+++ AVAILABLE DATA +++
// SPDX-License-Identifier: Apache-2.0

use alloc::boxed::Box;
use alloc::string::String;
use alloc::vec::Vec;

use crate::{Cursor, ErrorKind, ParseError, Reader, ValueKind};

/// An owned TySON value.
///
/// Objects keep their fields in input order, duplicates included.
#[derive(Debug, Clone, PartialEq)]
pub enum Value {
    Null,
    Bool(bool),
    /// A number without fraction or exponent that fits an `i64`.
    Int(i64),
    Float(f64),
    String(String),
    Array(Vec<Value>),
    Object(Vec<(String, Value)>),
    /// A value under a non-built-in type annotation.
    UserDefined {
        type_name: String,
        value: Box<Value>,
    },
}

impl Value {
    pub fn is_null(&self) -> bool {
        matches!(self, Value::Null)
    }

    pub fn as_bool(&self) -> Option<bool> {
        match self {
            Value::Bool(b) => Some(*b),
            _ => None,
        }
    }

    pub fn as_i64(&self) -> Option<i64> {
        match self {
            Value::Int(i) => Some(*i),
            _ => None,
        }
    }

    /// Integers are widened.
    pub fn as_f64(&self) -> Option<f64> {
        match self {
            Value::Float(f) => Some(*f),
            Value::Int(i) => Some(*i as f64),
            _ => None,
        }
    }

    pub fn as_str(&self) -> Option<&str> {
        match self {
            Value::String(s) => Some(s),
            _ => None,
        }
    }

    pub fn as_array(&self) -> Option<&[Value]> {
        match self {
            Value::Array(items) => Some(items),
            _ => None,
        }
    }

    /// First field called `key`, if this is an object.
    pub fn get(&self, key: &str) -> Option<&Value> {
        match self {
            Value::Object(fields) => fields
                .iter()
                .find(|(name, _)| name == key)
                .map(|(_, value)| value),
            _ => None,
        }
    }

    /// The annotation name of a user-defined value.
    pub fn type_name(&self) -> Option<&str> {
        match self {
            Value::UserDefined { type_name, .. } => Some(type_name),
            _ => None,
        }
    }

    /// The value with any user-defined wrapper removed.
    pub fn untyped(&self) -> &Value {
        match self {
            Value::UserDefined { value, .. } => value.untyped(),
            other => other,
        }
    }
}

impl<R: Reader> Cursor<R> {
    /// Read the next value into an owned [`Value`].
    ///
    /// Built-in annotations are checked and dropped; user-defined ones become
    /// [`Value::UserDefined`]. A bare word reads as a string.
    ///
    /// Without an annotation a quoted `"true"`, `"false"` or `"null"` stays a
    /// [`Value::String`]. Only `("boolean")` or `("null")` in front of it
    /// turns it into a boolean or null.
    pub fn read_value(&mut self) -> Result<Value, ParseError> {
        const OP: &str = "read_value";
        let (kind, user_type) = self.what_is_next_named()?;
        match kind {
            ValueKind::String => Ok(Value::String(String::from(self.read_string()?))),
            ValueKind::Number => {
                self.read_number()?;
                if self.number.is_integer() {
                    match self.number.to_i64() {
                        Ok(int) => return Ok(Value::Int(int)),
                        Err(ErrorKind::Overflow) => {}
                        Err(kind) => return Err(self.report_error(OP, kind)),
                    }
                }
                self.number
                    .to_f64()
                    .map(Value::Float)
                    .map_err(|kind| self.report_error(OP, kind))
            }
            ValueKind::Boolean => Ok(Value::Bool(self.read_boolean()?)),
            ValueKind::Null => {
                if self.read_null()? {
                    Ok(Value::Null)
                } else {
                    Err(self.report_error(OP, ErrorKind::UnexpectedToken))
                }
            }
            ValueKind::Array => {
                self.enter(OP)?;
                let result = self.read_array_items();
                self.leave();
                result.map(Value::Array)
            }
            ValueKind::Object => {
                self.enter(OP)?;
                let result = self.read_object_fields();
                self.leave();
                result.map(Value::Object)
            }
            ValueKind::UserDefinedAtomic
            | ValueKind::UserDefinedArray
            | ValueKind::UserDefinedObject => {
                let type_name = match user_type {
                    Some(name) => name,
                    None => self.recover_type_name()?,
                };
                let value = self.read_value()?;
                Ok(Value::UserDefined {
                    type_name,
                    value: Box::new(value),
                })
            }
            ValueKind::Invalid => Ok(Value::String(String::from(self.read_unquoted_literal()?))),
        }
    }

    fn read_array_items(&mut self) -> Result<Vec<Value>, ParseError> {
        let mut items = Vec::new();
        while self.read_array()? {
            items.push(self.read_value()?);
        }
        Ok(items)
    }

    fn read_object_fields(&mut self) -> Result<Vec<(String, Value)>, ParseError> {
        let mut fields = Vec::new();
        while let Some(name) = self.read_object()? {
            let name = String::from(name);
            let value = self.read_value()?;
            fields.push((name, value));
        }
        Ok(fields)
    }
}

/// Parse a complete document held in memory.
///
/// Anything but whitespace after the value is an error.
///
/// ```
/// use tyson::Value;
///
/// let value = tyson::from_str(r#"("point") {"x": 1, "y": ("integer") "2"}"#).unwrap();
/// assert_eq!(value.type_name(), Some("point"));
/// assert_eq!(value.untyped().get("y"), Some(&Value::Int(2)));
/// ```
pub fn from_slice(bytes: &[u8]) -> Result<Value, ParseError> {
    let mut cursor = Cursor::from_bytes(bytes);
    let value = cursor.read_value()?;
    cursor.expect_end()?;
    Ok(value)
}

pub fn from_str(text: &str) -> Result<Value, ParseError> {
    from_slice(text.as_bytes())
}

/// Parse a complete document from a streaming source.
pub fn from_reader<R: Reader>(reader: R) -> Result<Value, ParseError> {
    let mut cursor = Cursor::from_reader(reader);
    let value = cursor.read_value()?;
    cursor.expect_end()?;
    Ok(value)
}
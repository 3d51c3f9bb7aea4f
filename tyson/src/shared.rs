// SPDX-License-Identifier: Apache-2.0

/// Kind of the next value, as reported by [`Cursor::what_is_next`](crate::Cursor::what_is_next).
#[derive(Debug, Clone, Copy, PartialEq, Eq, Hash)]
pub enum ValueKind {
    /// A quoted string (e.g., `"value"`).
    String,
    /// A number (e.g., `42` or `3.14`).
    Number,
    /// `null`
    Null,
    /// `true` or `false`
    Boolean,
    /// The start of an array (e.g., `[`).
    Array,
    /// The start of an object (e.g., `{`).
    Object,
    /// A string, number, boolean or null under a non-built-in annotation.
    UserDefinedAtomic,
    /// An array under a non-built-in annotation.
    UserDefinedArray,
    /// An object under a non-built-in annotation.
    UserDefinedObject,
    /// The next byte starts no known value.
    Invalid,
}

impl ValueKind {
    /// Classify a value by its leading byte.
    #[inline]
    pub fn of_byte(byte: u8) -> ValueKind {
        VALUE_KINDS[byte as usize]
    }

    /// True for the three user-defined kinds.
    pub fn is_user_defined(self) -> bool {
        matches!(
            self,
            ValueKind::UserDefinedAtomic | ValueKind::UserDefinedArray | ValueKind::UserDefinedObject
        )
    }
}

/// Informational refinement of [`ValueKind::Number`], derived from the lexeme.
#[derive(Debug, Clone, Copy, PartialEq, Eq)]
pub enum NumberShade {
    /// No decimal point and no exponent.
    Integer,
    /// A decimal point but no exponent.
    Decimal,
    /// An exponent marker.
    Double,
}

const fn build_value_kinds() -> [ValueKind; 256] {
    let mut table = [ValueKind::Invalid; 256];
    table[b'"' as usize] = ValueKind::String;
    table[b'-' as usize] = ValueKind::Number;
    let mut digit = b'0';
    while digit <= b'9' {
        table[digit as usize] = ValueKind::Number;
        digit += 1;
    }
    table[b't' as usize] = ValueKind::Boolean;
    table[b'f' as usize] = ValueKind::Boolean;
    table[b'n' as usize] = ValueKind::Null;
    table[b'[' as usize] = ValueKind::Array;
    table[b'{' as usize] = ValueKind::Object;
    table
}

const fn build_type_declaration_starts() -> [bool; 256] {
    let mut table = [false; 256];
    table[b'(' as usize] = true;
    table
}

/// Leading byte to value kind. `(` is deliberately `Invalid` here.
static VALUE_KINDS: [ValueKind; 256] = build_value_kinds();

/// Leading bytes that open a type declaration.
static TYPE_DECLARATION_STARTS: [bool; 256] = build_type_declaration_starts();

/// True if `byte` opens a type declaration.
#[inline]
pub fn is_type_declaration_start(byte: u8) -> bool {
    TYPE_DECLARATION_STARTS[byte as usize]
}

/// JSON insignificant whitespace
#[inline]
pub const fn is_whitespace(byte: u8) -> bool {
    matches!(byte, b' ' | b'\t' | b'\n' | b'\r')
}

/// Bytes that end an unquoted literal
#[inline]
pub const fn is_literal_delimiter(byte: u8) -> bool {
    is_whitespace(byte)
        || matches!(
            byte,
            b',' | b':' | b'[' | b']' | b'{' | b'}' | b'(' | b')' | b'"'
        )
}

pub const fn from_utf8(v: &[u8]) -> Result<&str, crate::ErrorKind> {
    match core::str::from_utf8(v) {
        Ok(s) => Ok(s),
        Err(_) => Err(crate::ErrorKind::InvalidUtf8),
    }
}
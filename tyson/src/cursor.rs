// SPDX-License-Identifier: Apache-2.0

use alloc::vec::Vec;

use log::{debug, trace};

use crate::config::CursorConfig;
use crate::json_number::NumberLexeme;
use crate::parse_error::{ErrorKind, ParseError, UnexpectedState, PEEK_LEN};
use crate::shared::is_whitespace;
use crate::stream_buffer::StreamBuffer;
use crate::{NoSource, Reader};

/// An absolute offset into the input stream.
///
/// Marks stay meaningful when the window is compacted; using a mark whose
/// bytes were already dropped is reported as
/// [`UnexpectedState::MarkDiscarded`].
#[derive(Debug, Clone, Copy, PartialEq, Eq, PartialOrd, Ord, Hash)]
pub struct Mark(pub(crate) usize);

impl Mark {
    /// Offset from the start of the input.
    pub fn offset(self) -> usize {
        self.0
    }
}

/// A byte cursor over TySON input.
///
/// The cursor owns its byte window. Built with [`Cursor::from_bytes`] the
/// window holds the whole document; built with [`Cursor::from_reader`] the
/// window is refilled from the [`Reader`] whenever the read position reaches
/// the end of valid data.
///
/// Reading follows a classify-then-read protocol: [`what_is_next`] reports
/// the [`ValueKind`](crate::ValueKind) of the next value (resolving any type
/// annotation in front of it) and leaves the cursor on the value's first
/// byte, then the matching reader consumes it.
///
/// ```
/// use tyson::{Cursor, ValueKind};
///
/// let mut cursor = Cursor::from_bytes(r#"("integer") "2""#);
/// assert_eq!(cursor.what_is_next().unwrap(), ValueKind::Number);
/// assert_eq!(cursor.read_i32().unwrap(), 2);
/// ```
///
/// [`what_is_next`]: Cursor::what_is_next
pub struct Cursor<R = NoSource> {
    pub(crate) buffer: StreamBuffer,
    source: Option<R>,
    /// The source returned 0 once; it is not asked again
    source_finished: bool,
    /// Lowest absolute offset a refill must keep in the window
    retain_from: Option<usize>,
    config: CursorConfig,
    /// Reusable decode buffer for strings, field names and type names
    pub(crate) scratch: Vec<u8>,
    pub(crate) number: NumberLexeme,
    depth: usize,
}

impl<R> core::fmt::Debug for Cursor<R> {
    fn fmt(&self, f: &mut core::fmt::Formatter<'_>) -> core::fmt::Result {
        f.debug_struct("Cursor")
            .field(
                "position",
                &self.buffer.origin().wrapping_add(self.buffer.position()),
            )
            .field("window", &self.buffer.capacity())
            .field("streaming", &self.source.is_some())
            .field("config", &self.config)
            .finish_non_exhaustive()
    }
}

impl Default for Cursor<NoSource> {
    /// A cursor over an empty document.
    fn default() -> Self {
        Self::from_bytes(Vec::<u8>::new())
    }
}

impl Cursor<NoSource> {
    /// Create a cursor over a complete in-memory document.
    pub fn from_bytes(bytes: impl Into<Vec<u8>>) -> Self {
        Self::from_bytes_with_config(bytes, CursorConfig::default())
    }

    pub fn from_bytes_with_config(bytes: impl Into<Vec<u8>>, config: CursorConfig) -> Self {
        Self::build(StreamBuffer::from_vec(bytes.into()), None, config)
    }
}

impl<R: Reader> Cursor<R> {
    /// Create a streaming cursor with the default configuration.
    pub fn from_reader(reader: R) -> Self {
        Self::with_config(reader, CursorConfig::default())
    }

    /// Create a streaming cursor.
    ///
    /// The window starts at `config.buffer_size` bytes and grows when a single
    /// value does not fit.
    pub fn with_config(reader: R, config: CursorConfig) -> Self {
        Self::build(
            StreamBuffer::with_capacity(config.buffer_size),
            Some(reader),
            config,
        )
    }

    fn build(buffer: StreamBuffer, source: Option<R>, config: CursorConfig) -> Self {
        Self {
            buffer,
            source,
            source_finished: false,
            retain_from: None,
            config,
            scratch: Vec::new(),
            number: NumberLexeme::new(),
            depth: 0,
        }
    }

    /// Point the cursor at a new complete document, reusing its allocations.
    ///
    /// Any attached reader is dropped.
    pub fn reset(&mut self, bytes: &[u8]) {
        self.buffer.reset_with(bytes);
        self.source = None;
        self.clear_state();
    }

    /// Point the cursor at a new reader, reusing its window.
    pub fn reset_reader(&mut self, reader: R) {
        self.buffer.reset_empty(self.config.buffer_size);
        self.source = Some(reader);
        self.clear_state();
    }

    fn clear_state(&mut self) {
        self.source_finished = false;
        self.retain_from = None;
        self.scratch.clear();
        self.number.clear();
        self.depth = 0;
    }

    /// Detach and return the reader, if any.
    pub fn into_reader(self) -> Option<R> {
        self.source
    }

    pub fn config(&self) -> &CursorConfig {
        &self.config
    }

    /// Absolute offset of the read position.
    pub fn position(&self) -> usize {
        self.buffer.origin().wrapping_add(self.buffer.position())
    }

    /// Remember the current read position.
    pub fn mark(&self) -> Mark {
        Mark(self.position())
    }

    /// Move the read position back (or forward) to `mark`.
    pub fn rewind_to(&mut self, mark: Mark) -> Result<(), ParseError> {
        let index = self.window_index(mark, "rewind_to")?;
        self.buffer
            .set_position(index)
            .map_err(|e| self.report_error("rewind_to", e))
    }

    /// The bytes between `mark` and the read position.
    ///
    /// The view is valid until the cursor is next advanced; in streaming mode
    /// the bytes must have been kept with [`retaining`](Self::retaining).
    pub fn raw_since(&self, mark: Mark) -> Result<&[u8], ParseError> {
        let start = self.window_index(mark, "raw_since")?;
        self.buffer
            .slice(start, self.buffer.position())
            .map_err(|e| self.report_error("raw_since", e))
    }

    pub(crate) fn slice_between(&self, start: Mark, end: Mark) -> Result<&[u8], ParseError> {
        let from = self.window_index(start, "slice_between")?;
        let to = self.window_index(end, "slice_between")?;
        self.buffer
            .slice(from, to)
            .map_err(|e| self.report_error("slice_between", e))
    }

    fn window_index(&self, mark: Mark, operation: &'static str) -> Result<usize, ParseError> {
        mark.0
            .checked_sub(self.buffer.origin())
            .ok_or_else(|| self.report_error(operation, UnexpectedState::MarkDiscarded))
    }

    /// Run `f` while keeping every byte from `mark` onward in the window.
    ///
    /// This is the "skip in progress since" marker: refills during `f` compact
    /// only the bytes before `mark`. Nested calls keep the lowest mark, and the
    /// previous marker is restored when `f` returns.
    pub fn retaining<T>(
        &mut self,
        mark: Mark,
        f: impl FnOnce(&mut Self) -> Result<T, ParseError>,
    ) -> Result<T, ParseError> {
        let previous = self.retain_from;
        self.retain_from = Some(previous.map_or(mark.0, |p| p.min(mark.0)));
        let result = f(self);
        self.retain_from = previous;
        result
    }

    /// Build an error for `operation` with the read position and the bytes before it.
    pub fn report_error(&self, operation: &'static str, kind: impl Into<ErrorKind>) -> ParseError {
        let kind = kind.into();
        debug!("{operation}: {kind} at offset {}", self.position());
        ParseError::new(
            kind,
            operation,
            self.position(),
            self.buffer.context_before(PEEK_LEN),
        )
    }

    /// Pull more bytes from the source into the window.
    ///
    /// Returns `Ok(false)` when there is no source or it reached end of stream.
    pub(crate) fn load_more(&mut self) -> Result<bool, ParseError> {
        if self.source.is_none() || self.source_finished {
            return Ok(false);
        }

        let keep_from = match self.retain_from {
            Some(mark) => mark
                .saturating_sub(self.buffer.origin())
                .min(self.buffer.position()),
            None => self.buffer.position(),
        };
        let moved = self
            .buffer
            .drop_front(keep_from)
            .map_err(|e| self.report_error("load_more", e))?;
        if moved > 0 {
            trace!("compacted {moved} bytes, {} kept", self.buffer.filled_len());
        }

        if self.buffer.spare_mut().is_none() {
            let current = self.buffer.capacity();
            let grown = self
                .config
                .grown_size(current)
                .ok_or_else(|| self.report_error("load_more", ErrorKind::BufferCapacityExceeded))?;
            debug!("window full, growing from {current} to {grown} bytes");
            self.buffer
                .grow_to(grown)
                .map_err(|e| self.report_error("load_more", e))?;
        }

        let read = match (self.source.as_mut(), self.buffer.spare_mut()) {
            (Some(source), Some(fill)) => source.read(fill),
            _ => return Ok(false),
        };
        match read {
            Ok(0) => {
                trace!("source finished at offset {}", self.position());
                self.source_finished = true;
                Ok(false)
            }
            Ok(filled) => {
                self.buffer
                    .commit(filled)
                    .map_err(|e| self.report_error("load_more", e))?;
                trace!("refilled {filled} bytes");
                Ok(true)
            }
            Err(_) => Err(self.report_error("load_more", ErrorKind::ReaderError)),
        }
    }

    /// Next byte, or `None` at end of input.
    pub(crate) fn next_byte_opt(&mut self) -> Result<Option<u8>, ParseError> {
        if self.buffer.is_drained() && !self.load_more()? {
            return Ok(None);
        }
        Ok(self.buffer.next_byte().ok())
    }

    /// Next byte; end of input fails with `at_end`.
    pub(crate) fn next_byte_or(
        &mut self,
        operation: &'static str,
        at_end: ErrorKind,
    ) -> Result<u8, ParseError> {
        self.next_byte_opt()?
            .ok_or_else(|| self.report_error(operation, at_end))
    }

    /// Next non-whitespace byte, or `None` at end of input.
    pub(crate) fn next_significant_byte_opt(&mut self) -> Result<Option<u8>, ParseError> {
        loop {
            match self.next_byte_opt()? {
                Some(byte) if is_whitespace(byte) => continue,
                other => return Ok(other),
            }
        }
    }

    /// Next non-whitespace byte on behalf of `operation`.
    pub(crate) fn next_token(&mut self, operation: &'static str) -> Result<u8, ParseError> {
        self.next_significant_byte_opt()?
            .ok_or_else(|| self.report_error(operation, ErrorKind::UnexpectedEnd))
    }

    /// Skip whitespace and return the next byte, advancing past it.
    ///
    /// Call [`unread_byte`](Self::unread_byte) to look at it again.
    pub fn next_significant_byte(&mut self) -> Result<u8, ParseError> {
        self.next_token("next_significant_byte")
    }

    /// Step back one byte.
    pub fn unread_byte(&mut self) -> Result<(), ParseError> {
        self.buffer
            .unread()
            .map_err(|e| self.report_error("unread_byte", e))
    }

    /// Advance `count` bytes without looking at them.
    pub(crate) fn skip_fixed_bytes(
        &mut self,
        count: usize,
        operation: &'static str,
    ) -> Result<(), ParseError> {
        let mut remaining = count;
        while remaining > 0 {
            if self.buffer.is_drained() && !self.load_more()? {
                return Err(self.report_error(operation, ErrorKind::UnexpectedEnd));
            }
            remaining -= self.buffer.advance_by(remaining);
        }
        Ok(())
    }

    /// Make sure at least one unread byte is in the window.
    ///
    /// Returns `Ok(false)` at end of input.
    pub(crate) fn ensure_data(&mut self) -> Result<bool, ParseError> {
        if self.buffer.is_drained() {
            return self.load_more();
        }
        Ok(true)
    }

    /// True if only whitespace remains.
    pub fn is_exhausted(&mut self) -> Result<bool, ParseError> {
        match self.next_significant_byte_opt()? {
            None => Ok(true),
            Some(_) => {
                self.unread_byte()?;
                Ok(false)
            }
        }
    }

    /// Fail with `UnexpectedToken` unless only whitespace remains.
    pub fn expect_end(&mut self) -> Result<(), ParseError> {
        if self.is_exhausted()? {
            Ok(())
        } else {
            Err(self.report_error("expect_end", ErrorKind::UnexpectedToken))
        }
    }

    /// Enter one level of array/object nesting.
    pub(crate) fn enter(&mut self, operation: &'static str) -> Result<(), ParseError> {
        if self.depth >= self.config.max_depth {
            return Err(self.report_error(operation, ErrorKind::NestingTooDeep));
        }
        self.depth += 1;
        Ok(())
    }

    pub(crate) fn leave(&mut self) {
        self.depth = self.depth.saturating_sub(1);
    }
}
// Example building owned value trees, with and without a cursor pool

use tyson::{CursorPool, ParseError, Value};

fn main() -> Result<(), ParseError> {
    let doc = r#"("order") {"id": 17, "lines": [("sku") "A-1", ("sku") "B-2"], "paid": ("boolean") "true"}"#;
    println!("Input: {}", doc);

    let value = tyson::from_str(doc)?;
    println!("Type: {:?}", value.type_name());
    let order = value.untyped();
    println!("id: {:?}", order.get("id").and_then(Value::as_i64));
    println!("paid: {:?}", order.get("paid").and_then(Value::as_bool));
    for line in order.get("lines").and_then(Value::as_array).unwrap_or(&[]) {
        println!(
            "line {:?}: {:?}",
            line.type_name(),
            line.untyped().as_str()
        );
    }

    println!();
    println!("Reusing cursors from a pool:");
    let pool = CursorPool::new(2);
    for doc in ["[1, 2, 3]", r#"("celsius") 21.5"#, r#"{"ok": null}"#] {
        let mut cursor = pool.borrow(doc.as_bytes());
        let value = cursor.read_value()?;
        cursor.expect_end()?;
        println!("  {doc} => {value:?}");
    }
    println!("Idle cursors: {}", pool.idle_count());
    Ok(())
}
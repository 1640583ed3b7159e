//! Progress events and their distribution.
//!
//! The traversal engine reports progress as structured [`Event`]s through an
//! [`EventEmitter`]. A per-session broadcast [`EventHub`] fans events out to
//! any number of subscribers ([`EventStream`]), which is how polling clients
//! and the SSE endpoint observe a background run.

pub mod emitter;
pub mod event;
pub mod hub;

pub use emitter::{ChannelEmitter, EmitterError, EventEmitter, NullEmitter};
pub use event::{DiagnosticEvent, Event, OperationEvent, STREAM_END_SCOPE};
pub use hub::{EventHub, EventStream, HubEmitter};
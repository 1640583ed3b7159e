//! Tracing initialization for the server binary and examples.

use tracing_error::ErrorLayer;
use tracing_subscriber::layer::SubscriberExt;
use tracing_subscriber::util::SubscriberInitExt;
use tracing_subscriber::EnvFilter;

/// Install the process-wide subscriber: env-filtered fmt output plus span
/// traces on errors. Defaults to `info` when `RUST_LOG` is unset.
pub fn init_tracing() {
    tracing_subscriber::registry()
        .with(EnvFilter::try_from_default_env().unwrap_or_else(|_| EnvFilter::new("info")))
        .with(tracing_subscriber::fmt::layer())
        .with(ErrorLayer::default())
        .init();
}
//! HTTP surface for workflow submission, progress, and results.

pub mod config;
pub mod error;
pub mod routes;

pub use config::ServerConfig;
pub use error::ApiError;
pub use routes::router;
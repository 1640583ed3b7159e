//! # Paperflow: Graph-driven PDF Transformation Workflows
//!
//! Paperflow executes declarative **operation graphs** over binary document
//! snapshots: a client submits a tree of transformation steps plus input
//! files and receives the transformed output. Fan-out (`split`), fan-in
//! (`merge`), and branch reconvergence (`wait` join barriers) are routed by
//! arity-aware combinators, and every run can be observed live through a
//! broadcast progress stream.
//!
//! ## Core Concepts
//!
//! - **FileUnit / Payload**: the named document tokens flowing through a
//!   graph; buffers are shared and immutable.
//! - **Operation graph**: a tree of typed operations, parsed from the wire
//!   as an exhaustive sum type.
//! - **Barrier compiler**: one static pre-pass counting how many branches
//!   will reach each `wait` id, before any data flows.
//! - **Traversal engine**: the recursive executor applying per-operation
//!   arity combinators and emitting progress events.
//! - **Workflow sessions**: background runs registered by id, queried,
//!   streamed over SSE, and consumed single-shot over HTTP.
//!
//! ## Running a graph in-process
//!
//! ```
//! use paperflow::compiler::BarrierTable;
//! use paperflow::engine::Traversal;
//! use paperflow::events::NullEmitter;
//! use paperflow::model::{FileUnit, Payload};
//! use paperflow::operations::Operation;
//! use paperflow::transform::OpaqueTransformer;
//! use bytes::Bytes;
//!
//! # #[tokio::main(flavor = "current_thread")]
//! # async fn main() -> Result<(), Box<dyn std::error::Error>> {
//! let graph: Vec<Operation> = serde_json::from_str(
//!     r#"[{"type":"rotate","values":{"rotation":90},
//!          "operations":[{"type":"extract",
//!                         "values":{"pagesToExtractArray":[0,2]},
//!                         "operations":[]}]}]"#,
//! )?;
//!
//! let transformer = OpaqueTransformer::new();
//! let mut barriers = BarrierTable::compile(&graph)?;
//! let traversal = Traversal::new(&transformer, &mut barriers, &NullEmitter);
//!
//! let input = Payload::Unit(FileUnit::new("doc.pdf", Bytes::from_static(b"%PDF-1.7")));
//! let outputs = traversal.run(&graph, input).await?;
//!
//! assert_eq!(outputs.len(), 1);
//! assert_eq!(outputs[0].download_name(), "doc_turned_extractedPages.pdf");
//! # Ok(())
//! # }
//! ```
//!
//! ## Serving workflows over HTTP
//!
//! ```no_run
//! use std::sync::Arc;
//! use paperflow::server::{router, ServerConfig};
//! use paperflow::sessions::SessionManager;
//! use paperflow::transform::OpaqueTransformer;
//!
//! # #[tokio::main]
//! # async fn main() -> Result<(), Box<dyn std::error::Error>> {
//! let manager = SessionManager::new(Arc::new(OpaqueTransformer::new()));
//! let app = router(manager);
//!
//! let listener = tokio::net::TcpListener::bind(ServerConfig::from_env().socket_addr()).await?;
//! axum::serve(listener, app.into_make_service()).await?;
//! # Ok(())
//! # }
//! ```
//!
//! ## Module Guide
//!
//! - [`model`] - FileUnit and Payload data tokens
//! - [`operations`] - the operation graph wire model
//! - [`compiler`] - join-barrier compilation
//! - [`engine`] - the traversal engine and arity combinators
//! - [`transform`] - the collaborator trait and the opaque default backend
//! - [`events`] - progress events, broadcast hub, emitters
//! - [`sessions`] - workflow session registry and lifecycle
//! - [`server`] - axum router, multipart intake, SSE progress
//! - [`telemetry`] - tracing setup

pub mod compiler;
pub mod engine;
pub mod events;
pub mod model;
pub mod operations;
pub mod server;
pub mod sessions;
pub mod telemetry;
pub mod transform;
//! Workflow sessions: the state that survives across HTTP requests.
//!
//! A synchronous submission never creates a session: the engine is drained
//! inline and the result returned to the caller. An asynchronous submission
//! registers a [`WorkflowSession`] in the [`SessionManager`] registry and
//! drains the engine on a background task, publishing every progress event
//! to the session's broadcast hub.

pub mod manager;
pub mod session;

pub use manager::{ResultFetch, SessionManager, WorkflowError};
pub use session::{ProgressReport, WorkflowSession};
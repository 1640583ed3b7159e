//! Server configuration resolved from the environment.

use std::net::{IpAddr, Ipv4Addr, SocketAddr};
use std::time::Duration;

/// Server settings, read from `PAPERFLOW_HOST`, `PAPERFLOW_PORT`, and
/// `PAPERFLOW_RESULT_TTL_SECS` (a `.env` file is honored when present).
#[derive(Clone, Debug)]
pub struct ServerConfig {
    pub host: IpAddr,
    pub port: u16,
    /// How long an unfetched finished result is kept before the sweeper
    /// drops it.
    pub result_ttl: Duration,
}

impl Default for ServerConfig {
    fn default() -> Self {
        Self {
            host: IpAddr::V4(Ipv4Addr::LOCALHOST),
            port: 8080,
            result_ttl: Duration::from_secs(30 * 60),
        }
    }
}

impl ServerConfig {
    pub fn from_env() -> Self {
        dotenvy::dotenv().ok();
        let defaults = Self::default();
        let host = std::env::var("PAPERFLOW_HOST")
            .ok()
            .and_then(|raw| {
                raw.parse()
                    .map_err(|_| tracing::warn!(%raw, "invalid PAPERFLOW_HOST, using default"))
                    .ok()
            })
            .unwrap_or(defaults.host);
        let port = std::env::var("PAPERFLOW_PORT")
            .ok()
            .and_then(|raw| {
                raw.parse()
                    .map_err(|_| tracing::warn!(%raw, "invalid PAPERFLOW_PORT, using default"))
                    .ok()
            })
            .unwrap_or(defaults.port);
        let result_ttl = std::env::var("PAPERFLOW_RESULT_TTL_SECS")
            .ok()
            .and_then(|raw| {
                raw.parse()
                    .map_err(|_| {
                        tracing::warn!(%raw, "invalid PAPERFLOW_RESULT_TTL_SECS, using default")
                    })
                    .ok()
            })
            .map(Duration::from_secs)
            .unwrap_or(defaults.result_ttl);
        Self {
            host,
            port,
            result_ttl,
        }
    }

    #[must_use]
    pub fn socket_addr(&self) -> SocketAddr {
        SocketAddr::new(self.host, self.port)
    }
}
+++
ACTIVITY - What belongs in the answer is each line from the listing above that contains "tokens".

ANSWER SPACE -
//! - **FileUnit / Payload**: the named document tokens flowing through a
//! - [`model`] - FileUnit and Payload data tokens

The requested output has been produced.